• **REQUIREMENT**
Scan the listing beneath this sentence. Report each line with the word "boom".

• **MATERIAL PROVIDED**

== == ==

impl Timeline {
    /// Count one error in the bucket `hour`
    pub fn record(&mut self, hour: Timestamp) {
        self.total_errors += 1;
        let count = self.buckets.entry(hour).or_insert(0);
        *count += 1;
        let count = *count;

        let better = count > self.peak_errors
            || (count == self.peak_errors && self.peak_hour.is_some_and(|peak| hour < peak));
        if better {
            self.peak_hour = Some(hour);
            self.peak_errors = count;
        }
    }

    pub fn is_empty(&self) -> bool {
        self.buckets.is_empty()
    }
}

/// Result of one analysis call
///
/// Entries keep first-occurrence order. The sum of all counts equals the
/// number of records that survived filtering.
#[derive(Clone, Debug, Default, PartialEq, Eq, Serialize)]
pub struct Summary {
    entries: Vec<SummaryEntry>,

    #[serde(skip)]
    index: HashMap<ErrorKey, usize>,

    /// Records seen by the aggregator plus those removed by the filter
    total_records: usize,

    /// Records removed by the record filter before aggregation
    filtered_out: usize,

    timeline: Timeline,
}

impl Summary {
    pub fn new() -> Self {
        Self::default()
    }

    /// Entries in first-occurrence order
    pub fn entries(&self) -> &[SummaryEntry] {
        &self.entries
    }

    pub fn get(&self, key: &ErrorKey) -> Option<&SummaryEntry> {
        self.index.get(key).map(|&idx| &self.entries[idx])
    }

    /// Get the entry for `key`, inserting `init()` on first occurrence
    pub fn entry_or_insert_with<F>(&mut self, key: &ErrorKey, init: F) -> &mut SummaryEntry
    where
        F: FnOnce() -> SummaryEntry,
    {
        let idx = match self.index.get(key) {
            Some(&idx) => idx,
            None => {
                let idx = self.entries.len();
                self.entries.push(init());
                self.index.insert(key.clone(), idx);
                idx
            }
        };
        &mut self.entries[idx]
    }

    /// Number of distinct keys
    pub fn len(&self) -> usize {
        self.entries.len()
    }

    pub fn is_empty(&self) -> bool {
        self.entries.is_empty()
    }

    /// Sum of counts over all keys
    pub fn total_count(&self) -> usize {
        self.entries.iter().map(|e| e.count).sum()
    }

    /// Sum of counts for one error type across its sub-tags
    pub fn count_of(&self, error_type: ErrorType) -> usize {
        self.entries
            .iter()
            .filter(|e| e.key.error_type == error_type)
            .map(|e| e.count)
            .sum()
    }

    pub fn total_records(&self) -> usize {
        self.total_records
    }

    pub fn filtered_out(&self) -> usize {
        self.filtered_out
    }

    pub fn set_record_totals(&mut self, total_records: usize, filtered_out: usize) {
        self.total_records = total_records;
        self.filtered_out = filtered_out;
    }

    pub fn timeline(&self) -> &Timeline {
        &self.timeline
    }

    pub fn timeline_mut(&mut self) -> &mut Timeline {
        &mut self.timeline
    }
}

// ============================================================================
// Export Types
// ============================================================================

/// Row ordering for the export projection
#[derive(Clone, Copy, Debug, Default, PartialEq, Eq, Serialize, Deserialize)]
#[serde(rename_all = "kebab-case")]
pub enum SortPolicy {
    /// Most frequent first, ties by first occurrence
    #[default]
    CountDesc,
    /// Order of first occurrence in the input
    FirstOccurrence,
    /// Most severe type first, then by count
    Severity,
}

impl FromStr for SortPolicy {
    type Err = String;

    fn from_str(s: &str) -> Result<Self, Self::Err> {
        match s.to_lowercase().as_str() {
            "count" | "count-desc" => Ok(Self::CountDesc),
            "first" | "first-occurrence" => Ok(Self::FirstOccurrence),
            "severity" => Ok(Self::Severity),
            other => Err(format!("unknown sort policy '{other}'")),
        }
    }
}

/// One row of the tabular error summary
#[derive(Clone, Debug, PartialEq, Eq, Serialize)]
pub struct ExportRow {
    pub error_type: ErrorType,
    pub sub_tag: Option<String>,
    pub count: usize,
    pub first_occurrence: LineRange,
    pub example_message: String,
}

// ============================================================================
// Summarizer Input Types
// ============================================================================

/// A size-bounded run of whole records for a downstream summarizer
#[derive(Clone, Debug, PartialEq, Eq, Serialize)]
pub struct Chunk {
    /// Zero-based position in the chunk sequence
    pub id: usize,

    pub text: String,

    /// Length of `text` in characters
    pub length: usize,

    pub line_range: LineRange,
    pub record_count: usize,

    /// ERROR and FATAL records in this chunk
    pub error_count: usize,
}

#[cfg(test)]
mod tests {
    use super::*;
    use chrono::TimeZone;

    #[test]
    fn test_line_range_display() {
        assert_eq!(LineRange::single(4).to_string(), "4");
        assert_eq!(LineRange::new(4, 9).to_string(), "4-9");
        assert_eq!(LineRange::new(4, 9).line_count(), 6);
    }

    #[test]
    fn test_error_type_from_str() {
        assert_eq!("Warn".parse::<ErrorType>(), Ok(ErrorType::Warning));
        assert_eq!(" fatal ".parse::<ErrorType>(), Ok(ErrorType::Fatal));
        assert!("severe".parse::<ErrorType>().is_err());
    }

    #[test]
    fn test_summary_keeps_insertion_order() {
        let mut summary = Summary::new();
        let warn = ErrorKey::new(ErrorType::Warning, None);
        let err = ErrorKey::new(ErrorType::Error, Some("Timeout".to_string()));

        for key in [&warn, &err, &warn] {
            let entry = summary.entry_or_insert_with(key, || {
                SummaryEntry::new(key.clone(), LineRange::single(1))
            });
            entry.count += 1;
        }

        let keys: Vec<_> = summary.entries().iter().map(|e| e.key.to_string()).collect();
        assert_eq!(keys, vec!["WARNING", "ERROR/Timeout"]);
        assert_eq!(summary.get(&warn).map(|e| e.count), Some(2));
        assert_eq!(summary.total_count(), 3);
    }

    #[test]
    fn test_timeline_peak_prefers_earliest_hour() {
        let h1 = Utc.with_ymd_and_hms(2025, 1, 19, 10, 0, 0).unwrap();
        let h2 = Utc.with_ymd_and_hms(2025, 1, 19, 11, 0, 0).unwrap();

        let mut timeline = Timeline::default();
        timeline.record(h2);
        timeline.record(h1);
        assert_eq!(timeline.peak_hour, Some(h1));
        assert_eq!(timeline.peak_errors, 1);

        timeline.record(h2);
        assert_eq!(timeline.peak_hour, Some(h2));
        assert_eq!(timeline.peak_errors, 2);
        assert_eq!(timeline.total_errors, 3);
    }

    #[test]
    fn test_raw_record_continuation() {
        let raw = RawRecord::new("ERROR: boom\n    at foo()".to_string(), LineRange::new(1, 2));
        assert_eq!(raw.first_line(), "ERROR: boom");
        assert_eq!(raw.continuation(), Some("    at foo()"));
    }
}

== == ==

• **EXERCISE SOLUTION**
        let raw = RawRecord::new("ERROR: boom\n    at foo()".to_string(), LineRange::new(1, 2));
        assert_eq!(raw.first_line(), "ERROR: boom");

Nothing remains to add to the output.